Question 18. Compare the well temperament of Bach's era to modern equal temperament in terms of what each system optimizes.

Reveal Answer Well temperament optimizes for **key character diversity** — it distributes the Pythagorean comma so that each key has slightly different sized intervals, giving each key a distinct acoustic personality. Simple keys (C, G, F) sound bright and pure; complex keys (F#, B) sound darker and more tense. This creates compositional color: moving between keys is not just transposition but a change in acoustic atmosphere.
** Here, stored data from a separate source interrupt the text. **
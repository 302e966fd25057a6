//! Configuration types for the wage ledger.
//!
//! This module contains the strongly-typed structures deserialized from the
//! YAML seed configuration.

use chrono::NaiveDate;
use rust_decimal::Decimal;
use serde::Deserialize;

use crate::models::{DEFAULT_EVALUATION_CYCLE_HOURS, DEFAULT_HOURLY_RATE, SettingsDefaults};

fn default_hourly_rate() -> Decimal {
    DEFAULT_HOURLY_RATE
}

fn default_cycle_hours() -> u32 {
    DEFAULT_EVALUATION_CYCLE_HOURS
}

/// Contents of `settings.yaml`.
///
/// These values are only used when the settings record is first created.
#[derive(Debug, Clone, PartialEq, Eq, Deserialize)]
pub struct SettingsConfig {
    /// Fallback hourly rate.
    #[serde(default = "default_hourly_rate")]
    pub hourly_rate: Decimal,
    /// Evaluation cycle target in hours.
    #[serde(default = "default_cycle_hours")]
    pub evaluation_cycle_hours: u32,
}

impl Default for SettingsConfig {
    fn default() -> Self {
        Self {
            hourly_rate: DEFAULT_HOURLY_RATE,
            evaluation_cycle_hours: DEFAULT_EVALUATION_CYCLE_HOURS,
        }
    }
}

/// One file under `rates/`: a rate history entry to seed a new ledger with.
#[derive(Debug, Clone, PartialEq, Eq, Deserialize)]
pub struct RateSeed {
    /// Currency units per hour.
    pub rate: Decimal,
    /// First day the rate applies.
    pub effective_from: NaiveDate,
    /// Optional note.
    #[serde(default)]
    pub note: Option<String>,
}

/// The complete seed configuration.
#[derive(Debug, Clone, Default, PartialEq, Eq)]
pub struct LedgerConfig {
    /// Settings defaults.
    pub settings: SettingsConfig,
    /// Initial rate history, in file-name order.
    pub rates: Vec<RateSeed>,
}

impl LedgerConfig {
    /// The defaults used when the settings record is first created.
    pub fn settings_defaults(&self) -> SettingsDefaults {
        SettingsDefaults {
            hourly_rate: self.settings.hourly_rate,
            evaluation_cycle_hours: self.settings.evaluation_cycle_hours,
        }
    }
}
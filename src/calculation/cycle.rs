//! Evaluation cycle accumulation and the auto-reset check.
//!
//! The cycle has a single state variable, the settings' `cycle_start`. These
//! functions only compute; issuing the reset write is the caller's job.

use chrono::{NaiveDate, NaiveDateTime, Timelike};
use rust_decimal::Decimal;

use crate::models::{
    CycleProgress, MonthlyAggregate, PeriodTotals, Settings, WorkSession, YearMonth,
};

use super::aggregator::{aggregate_contribution, session_contribution};
use super::rate_resolver::RateHistory;

const ONE_HUNDRED: Decimal = Decimal::from_parts(100, 0, 0, false, 0);

/// Whether a session dated `date` counts toward a cycle started at `cycle_start`.
///
/// The session is taken to start at midnight of its date, so sessions on the
/// day of a mid-day reset belong to the previous cycle.
pub fn session_in_cycle(date: NaiveDate, cycle_start: NaiveDateTime) -> bool {
    let start_day = cycle_start.date();
    let starts_at_midnight = cycle_start.num_seconds_from_midnight() == 0
        && cycle_start.nanosecond() == 0;
    date > start_day || (date == start_day && starts_at_midnight)
}

/// Whether an aggregate for `period` counts toward a cycle started at `cycle_start`.
///
/// Aggregates are compared at month granularity, so the whole starting month
/// is included even when the cycle began part-way through it.
pub fn aggregate_in_cycle(period: YearMonth, cycle_start: NaiveDateTime) -> bool {
    period >= YearMonth::from_date(cycle_start.date())
}

/// Totals accumulated since `cycle_start`.
pub fn cycle_totals(
    cycle_start: NaiveDateTime,
    sessions: &[WorkSession],
    aggregates: &[MonthlyAggregate],
    history: &RateHistory,
    fallback: Decimal,
) -> PeriodTotals {
    let mut totals = PeriodTotals::default();

    for session in sessions
        .iter()
        .filter(|s| session_in_cycle(s.date, cycle_start))
    {
        totals.record(&session_contribution(session, history, fallback));
    }

    for aggregate in aggregates
        .iter()
        .filter(|a| aggregate_in_cycle(a.period, cycle_start))
    {
        totals.record(&aggregate_contribution(aggregate, history, fallback));
    }

    totals
}

/// Whether the accumulated minutes have reached the cycle target.
///
/// # Examples
///
/// ```
/// use wage_ledger::calculation::should_reset_cycle;
/// use wage_ledger::models::{Settings, SettingsDefaults};
/// use chrono::NaiveDate;
///
/// let now = NaiveDate::from_ymd_opt(2026, 1, 1).unwrap().and_hms_opt(0, 0, 0).unwrap();
/// let settings = Settings::initial(&SettingsDefaults::default(), now);
/// assert!(!should_reset_cycle(&settings, 160 * 60 - 1));
/// assert!(should_reset_cycle(&settings, 160 * 60));
/// ```
pub fn should_reset_cycle(settings: &Settings, accumulated_minutes: i64) -> bool {
    accumulated_minutes >= i64::from(settings.evaluation_cycle_hours) * 60
}

/// Derives the progress figures for the current cycle.
pub fn cycle_progress(
    settings: &Settings,
    totals: PeriodTotals,
    reset_performed: bool,
) -> CycleProgress {
    let hours = totals.hours();
    let target = Decimal::from(settings.evaluation_cycle_hours);

    let progress_percent = if target.is_zero() {
        ONE_HUNDRED
    } else {
        (hours / target * ONE_HUNDRED).min(ONE_HUNDRED)
    };
    let remaining_hours = (target - hours).max(Decimal::ZERO);

    CycleProgress {
        started_at: settings.cycle_start,
        target_hours: settings.evaluation_cycle_hours,
        totals,
        hours,
        progress_percent,
        remaining_hours,
        reached: should_reset_cycle(settings, totals.minutes),
        reset_performed,
    }
}
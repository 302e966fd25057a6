//! Work session model.
//!
//! A work session is a single day's recorded start, end and break.

use chrono::NaiveDate;
use serde::{Deserialize, Serialize};
use uuid::Uuid;

use super::ClockTime;
use crate::calculation::net_minutes;

/// A single day's worked interval.
///
/// # Examples
///
/// ```
/// use wage_ledger::models::WorkSession;
/// use chrono::NaiveDate;
/// use uuid::Uuid;
///
/// let session = WorkSession {
///     id: Uuid::new_v4(),
///     date: NaiveDate::from_ymd_opt(2026, 1, 15).unwrap(),
///     start_time: "09:00".parse().unwrap(),
///     end_time: "18:00".parse().unwrap(),
///     break_minutes: 60,
///     note: None,
/// };
/// assert_eq!(session.net_minutes(), 480);
/// ```
#[derive(Debug, Clone, PartialEq, Eq, Serialize, Deserialize)]
pub struct WorkSession {
    /// Unique identifier assigned by the store.
    pub id: Uuid,
    /// The calendar day worked.
    pub date: NaiveDate,
    /// Clock-in time.
    pub start_time: ClockTime,
    /// Clock-out time.
    pub end_time: ClockTime,
    /// Unpaid break taken during the session.
    pub break_minutes: u32,
    /// Optional free-text note.
    #[serde(default)]
    pub note: Option<String>,
}

impl WorkSession {
    /// Net worked minutes, never negative.
    pub fn net_minutes(&self) -> i64 {
        net_minutes(self.start_time, self.end_time, self.break_minutes)
    }
}

#[cfg(test)]
mod tests {
    use super::*;

    fn make_session(start: &str, end: &str, break_minutes: u32) -> WorkSession {
        WorkSession {
            id: Uuid::new_v4(),
            date: NaiveDate::from_ymd_opt(2026, 1, 15).unwrap(),
            start_time: start.parse().unwrap(),
            end_time: end.parse().unwrap(),
            break_minutes,
            note: None,
        }
    }

    #[test]
    fn test_net_minutes_subtracts_break() {
        assert_eq!(make_session("09:00", "17:30", 30).net_minutes(), 480);
    }

    #[test]
    fn test_inverted_session_is_zero() {
        assert_eq!(make_session("18:00", "09:00", 0).net_minutes(), 0);
    }

    #[test]
    fn test_session_deserialization() {
        let json = r#"{
            "id": "6f1c1b52-2a8e-4c59-9d0e-6c0f3b9d2a11",
            "date": "2026-01-15",
            "start_time": "09:00",
            "end_time": "17:00",
            "break_minutes": 45
        }"#;

        let session: WorkSession = serde_json::from_str(json).unwrap();
        assert_eq!(session.break_minutes, 45);
        assert_eq!(session.note, None);
        assert_eq!(session.net_minutes(), 435);
    }

    #[test]
    fn test_session_rejects_malformed_time() {
        let json = r#"{
            "id": "6f1c1b52-2a8e-4c59-9d0e-6c0f3b9d2a11",
            "date": "2026-01-15",
            "start_time": "9 o'clock",
            "end_time": "17:00",
            "break_minutes": 0
        }"#;

        assert!(serde_json::from_str::<WorkSession>(json).is_err());
    }
}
Equal temperament optimizes for **universal consistency** — every key is acoustically identical, enabling free modulation without color change. It also optimizes for **ensemble compatibility** — all instruments can play together in any key without negotiating tuning. The trade-off: well temperament is richer in key diversity; equal temperament is more flexible and universally compatible.

Question 19. Explain why gamelan tuning is philosophically different from any Western tuning system.
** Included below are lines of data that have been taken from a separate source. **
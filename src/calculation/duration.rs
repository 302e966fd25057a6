//! Net worked minutes for a single session.

use crate::models::ClockTime;

/// Calculates net worked minutes for one session.
///
/// The raw interval is `end - start` in minutes; the break is subtracted and
/// the result clamped at zero. An end time earlier than the start time is not
/// treated as crossing midnight: it simply yields zero.
///
/// # Examples
///
/// ```
/// use wage_ledger::calculation::net_minutes;
/// use wage_ledger::models::ClockTime;
///
/// let start: ClockTime = "09:00".parse().unwrap();
/// let end: ClockTime = "18:00".parse().unwrap();
/// assert_eq!(net_minutes(start, end, 60), 480);
/// assert_eq!(net_minutes(start, "10:00".parse().unwrap(), 90), 0);
/// ```
pub fn net_minutes(start: ClockTime, end: ClockTime, break_minutes: u32) -> i64 {
    let raw = end.minutes_since_midnight() - start.minutes_since_midnight();
    (raw - i64::from(break_minutes)).max(0)
}

#[cfg(test)]
mod tests {
    use super::*;

    fn t(s: &str) -> ClockTime {
        s.parse().unwrap()
    }

    /// NM-001: full day with an hour's break
    #[test]
    fn test_full_day_with_break() {
        assert_eq!(net_minutes(t("09:00"), t("18:00"), 60), 480);
    }

    /// NM-002: break longer than the interval clamps to zero
    #[test]
    fn test_break_exceeding_interval_clamps_to_zero() {
        assert_eq!(net_minutes(t("09:00"), t("10:00"), 90), 0);
    }

    /// NM-003: break exactly equal to the interval
    #[test]
    fn test_break_equal_to_interval_is_zero() {
        assert_eq!(net_minutes(t("09:00"), t("10:00"), 60), 0);
    }

    /// NM-004: end before start is not an overnight shift
    #[test]
    fn test_end_before_start_is_zero() {
        assert_eq!(net_minutes(t("22:00"), t("06:00"), 0), 0);
    }

    #[test]
    fn test_minute_precision() {
        assert_eq!(net_minutes(t("08:45"), t("12:10"), 5), 200);
    }

    #[test]
    fn test_zero_length_session() {
        assert_eq!(net_minutes(t("13:00"), t("13:00"), 0), 0);
    }
}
Reveal Answer Western tuning systems — from Pythagorean to equal temperament — all seek to identify the "correct" or "optimal" set of pitches that maximizes acoustic beauty or practical flexibility. The implicit assumption is that there is a right answer, even if it involves compromise. Gamelan tuning rejects this premise. Each gamelan ensemble has its own unique tuning, and this uniqueness is an aesthetic and spiritual feature, not a deficiency. Two gamelans playing the "same" piece in the "same" village will not be in tune with each other — and this is entirely acceptable. Furthermore, paired gamelan instruments are deliberately tuned to beat against each other (ombak) — turning the Western "problem" of beating into an aesthetic centerpiece. Gamelan philosophy treats tuning as individual identity rather than as convergence toward an ideal.

Question 20. Synthesize the chapter's central argument: why is the Pythagorean comma both a problem and a creative engine?

Reveal Answer The Pythagorean comma is a problem because it forces every tuning system to compromise: no fixed-pitch instrument can have all intervals pure in all keys simultaneously. This creates the wolf fifth (Pythagorean tuning), impractical key-dependency (just intonation), or acoustic approximation everywhere (equal temperament). But the Pythagorean comma is also a creative engine because the need to solve it drove the entire history of Western music theory and practice. Meantone temperament created a landscape of "good" and "bad" keys, prompting composers to exploit the contrast. Well temperament gave each key its own character, inspiring Bach's comprehensive exploration. Equal temperament enabled free modulation, unleashing Romantic chromaticism and jazz. Without the irresolvable tension of the comma, there would be less history to make — and potentially less music worth making.